» What this task involves: Go over the entries and report the lines where the word "crates" occurs.

Stored items:

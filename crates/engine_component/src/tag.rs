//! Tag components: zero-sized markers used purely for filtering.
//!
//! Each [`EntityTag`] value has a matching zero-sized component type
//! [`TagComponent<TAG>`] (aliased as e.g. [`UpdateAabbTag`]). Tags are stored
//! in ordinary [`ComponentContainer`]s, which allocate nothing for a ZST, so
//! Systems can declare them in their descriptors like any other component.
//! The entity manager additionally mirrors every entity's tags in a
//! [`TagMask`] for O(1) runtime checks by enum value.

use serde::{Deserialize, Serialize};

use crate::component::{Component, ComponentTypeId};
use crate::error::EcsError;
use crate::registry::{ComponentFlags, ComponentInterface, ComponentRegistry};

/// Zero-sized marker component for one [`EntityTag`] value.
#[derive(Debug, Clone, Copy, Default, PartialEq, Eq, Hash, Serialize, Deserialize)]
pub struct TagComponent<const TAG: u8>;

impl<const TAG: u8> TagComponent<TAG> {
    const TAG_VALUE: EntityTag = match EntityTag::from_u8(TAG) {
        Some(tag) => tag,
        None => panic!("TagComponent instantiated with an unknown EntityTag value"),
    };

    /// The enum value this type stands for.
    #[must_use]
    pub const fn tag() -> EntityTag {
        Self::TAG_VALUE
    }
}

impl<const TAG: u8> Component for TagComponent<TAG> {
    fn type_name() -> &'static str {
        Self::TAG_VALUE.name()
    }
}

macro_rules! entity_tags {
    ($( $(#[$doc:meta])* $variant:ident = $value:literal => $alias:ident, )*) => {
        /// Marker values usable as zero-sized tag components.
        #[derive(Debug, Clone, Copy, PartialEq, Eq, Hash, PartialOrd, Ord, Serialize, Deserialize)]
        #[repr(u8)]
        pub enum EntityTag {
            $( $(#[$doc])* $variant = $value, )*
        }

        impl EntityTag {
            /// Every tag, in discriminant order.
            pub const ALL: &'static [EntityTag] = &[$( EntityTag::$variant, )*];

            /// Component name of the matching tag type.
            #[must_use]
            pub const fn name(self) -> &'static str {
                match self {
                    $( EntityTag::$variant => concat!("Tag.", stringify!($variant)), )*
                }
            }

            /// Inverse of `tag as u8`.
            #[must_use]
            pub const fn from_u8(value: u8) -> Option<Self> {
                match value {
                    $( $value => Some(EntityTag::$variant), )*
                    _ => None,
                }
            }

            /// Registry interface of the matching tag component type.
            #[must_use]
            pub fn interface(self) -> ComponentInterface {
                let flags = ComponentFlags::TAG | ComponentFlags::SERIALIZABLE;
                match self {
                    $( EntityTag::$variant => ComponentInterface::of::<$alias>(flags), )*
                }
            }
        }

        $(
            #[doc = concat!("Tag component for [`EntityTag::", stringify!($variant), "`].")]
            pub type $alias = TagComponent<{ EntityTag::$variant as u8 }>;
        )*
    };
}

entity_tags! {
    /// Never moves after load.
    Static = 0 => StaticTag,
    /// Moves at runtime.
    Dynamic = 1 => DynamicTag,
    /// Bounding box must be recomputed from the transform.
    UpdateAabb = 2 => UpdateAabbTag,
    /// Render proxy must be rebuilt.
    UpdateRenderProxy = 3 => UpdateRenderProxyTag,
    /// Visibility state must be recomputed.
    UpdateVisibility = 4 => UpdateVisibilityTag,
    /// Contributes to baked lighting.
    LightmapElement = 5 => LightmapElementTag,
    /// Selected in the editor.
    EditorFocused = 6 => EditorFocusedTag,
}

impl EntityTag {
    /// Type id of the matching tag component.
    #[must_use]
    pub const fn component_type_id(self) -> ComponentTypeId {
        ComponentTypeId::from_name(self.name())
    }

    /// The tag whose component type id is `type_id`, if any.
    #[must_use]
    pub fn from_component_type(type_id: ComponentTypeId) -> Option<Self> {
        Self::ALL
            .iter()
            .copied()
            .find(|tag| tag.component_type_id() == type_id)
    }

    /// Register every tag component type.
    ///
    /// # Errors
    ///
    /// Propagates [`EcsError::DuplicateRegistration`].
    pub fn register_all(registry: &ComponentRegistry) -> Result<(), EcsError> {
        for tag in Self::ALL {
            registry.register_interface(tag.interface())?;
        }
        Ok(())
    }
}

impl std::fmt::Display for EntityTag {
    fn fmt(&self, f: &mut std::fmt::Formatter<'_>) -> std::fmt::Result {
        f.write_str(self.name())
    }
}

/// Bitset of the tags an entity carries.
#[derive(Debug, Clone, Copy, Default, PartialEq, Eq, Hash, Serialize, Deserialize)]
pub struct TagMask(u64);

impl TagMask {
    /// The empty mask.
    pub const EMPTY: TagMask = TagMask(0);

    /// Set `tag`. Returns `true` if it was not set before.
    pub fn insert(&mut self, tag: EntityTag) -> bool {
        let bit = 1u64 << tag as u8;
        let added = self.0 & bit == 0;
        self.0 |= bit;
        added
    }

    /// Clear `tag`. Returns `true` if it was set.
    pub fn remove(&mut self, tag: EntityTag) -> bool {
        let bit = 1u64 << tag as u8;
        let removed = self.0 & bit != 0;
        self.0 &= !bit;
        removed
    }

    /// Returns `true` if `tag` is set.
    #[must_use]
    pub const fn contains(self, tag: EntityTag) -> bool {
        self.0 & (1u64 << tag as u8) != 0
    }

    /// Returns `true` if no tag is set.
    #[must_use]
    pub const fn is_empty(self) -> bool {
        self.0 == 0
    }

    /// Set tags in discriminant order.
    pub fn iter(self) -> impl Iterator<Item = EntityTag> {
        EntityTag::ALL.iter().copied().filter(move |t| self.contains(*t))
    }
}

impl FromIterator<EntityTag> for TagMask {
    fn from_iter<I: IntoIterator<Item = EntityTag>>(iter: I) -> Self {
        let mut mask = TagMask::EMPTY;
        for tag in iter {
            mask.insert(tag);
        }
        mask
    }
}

* * *

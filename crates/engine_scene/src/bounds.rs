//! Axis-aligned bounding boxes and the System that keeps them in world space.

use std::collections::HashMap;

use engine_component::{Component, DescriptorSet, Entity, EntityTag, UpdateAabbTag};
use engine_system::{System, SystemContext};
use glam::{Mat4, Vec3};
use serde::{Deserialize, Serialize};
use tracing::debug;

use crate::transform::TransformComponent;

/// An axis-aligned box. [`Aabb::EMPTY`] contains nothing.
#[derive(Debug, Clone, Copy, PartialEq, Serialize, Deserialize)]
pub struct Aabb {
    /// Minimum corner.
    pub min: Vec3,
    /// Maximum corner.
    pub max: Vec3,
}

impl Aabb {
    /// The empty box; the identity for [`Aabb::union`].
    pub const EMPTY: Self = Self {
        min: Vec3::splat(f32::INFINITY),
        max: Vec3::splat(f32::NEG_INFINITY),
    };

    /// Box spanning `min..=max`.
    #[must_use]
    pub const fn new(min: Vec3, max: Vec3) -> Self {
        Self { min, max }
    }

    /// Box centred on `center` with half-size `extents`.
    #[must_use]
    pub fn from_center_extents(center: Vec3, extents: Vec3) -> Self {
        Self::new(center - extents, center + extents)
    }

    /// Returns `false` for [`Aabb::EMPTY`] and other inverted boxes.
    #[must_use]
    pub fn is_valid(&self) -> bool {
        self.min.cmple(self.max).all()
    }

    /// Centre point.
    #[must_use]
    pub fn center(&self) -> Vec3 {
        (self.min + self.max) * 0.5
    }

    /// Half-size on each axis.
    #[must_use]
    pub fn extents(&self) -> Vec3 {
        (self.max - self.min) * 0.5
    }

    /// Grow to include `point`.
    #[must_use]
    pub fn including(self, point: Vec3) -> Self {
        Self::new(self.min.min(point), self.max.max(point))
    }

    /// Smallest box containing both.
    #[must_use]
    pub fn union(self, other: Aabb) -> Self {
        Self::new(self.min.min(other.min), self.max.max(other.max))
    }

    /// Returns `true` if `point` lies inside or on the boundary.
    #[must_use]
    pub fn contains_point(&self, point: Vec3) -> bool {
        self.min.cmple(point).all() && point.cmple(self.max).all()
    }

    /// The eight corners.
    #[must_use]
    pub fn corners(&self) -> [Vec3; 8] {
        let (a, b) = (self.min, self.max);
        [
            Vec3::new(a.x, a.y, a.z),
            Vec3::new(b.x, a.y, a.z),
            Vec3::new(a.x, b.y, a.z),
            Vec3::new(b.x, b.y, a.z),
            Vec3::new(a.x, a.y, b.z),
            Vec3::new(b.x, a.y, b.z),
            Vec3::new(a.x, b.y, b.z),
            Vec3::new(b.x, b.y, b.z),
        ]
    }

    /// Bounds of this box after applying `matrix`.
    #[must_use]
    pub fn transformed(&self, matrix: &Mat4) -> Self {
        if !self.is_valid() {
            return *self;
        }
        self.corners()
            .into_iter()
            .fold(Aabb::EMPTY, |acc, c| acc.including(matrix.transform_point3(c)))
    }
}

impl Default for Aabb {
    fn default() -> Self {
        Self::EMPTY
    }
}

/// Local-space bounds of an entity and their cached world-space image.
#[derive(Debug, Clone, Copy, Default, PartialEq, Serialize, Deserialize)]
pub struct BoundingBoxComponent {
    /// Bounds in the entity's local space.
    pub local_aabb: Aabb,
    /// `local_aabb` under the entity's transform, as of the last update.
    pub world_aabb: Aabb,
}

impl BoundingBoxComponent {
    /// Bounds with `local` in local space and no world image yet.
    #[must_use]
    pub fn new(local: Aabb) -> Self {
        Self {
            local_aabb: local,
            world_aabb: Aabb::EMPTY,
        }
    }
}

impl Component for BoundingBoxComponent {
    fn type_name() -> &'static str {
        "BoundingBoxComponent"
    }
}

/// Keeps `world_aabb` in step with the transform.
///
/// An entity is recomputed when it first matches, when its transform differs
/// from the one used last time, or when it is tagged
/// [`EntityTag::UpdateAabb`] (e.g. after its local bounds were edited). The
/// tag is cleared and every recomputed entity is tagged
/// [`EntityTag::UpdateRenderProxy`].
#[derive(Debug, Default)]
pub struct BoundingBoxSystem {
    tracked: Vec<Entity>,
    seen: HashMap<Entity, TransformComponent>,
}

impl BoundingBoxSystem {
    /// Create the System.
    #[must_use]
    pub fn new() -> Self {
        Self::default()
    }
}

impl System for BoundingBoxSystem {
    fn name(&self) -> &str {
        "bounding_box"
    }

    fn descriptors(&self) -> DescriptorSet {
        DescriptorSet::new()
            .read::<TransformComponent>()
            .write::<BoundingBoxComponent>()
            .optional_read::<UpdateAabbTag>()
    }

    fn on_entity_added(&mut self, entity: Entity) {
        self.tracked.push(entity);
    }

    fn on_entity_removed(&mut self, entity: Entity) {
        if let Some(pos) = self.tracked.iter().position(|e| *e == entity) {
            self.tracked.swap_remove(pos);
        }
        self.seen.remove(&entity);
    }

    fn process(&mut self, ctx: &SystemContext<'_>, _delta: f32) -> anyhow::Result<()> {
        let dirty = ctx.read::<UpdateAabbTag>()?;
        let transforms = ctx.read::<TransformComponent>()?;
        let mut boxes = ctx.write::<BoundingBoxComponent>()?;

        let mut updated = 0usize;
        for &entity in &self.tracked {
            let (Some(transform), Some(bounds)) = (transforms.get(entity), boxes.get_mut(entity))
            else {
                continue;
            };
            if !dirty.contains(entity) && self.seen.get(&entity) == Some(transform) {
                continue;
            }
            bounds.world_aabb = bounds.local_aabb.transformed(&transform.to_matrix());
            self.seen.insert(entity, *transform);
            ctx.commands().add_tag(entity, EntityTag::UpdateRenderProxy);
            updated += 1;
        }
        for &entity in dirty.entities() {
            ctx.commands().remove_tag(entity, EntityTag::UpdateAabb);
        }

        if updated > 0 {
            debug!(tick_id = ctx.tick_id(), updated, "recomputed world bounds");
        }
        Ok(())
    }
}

...

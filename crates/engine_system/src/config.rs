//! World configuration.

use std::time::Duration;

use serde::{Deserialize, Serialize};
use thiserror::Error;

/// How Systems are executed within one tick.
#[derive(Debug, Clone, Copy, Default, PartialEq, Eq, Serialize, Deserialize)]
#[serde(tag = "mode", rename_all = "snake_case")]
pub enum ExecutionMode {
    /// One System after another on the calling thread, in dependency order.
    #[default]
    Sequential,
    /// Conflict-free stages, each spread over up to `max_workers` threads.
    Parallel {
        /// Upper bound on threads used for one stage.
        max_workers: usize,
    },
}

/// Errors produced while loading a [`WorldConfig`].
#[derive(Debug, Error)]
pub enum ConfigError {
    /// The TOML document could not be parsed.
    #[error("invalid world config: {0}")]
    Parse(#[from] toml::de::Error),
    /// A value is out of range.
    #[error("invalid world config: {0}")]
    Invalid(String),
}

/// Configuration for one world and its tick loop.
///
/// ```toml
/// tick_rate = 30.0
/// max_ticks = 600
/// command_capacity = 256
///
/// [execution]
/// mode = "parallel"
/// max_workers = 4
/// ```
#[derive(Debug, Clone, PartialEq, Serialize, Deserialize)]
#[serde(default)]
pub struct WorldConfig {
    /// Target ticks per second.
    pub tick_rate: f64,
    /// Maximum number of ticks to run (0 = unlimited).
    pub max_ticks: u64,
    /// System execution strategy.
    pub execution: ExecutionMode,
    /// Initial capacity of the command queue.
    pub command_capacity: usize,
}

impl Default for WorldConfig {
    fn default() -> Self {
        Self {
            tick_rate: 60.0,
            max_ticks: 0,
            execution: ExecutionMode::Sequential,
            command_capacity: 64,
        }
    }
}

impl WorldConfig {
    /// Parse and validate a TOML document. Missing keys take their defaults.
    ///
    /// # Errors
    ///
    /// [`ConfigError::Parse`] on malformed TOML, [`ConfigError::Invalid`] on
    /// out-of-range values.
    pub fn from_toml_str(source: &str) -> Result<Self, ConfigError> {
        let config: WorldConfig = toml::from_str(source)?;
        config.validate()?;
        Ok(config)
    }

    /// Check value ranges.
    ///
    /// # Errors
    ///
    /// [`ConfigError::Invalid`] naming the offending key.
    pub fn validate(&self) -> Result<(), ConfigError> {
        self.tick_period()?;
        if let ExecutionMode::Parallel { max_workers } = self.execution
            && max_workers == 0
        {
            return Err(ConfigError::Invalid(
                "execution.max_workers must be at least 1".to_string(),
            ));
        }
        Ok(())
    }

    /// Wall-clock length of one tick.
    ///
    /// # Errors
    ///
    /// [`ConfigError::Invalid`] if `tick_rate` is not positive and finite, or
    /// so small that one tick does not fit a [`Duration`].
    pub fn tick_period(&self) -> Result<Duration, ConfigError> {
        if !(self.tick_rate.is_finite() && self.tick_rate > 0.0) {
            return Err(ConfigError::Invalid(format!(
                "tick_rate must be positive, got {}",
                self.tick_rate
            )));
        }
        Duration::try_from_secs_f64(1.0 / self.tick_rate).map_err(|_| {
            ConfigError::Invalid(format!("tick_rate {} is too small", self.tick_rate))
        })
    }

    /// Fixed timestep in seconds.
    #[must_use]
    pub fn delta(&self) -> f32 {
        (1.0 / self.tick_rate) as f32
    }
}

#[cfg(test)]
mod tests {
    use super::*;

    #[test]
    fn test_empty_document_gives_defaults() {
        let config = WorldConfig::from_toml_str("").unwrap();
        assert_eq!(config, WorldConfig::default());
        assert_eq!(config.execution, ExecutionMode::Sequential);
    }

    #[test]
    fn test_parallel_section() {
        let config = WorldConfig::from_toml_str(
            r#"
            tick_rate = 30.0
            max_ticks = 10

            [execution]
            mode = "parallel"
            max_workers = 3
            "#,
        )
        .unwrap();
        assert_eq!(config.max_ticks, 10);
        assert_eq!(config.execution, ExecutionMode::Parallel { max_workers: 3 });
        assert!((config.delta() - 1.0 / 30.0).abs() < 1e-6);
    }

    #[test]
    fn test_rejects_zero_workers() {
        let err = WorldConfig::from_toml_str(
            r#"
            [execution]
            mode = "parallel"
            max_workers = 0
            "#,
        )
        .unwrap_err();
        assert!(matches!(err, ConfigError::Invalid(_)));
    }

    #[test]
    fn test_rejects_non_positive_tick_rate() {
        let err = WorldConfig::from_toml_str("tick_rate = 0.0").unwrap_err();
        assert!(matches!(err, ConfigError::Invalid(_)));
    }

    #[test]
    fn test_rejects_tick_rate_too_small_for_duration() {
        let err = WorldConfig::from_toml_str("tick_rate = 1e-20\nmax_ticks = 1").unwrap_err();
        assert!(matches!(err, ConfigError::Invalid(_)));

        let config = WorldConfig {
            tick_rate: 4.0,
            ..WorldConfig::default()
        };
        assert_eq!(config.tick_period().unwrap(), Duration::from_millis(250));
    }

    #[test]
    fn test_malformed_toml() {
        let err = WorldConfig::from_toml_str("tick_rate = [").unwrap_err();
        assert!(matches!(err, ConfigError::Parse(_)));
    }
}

» Expected output:
filename crates/engine_component/src/tag.rs
filename crates/engine_scene/src/bounds.rs
filename crates/engine_system/src/config.rs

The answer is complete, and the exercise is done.